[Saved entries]
....
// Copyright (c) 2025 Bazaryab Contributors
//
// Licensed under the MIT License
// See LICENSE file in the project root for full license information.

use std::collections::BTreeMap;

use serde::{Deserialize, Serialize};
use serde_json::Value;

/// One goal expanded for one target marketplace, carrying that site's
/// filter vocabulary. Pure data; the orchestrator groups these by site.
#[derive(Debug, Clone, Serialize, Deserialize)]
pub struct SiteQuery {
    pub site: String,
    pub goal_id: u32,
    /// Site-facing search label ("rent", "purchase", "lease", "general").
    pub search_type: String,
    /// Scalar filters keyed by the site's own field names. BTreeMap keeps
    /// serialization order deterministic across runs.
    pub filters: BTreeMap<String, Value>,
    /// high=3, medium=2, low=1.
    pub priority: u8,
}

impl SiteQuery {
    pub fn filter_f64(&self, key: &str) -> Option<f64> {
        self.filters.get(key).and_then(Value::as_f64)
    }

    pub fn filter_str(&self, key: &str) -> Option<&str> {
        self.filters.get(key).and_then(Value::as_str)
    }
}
....
Description of the task =>
Search the entries for the word "Deserialize", then gather every line that has it.

Output for this exercise =>
use serde::{Deserialize, Serialize};
#[derive(Debug, Clone, Serialize, Deserialize)]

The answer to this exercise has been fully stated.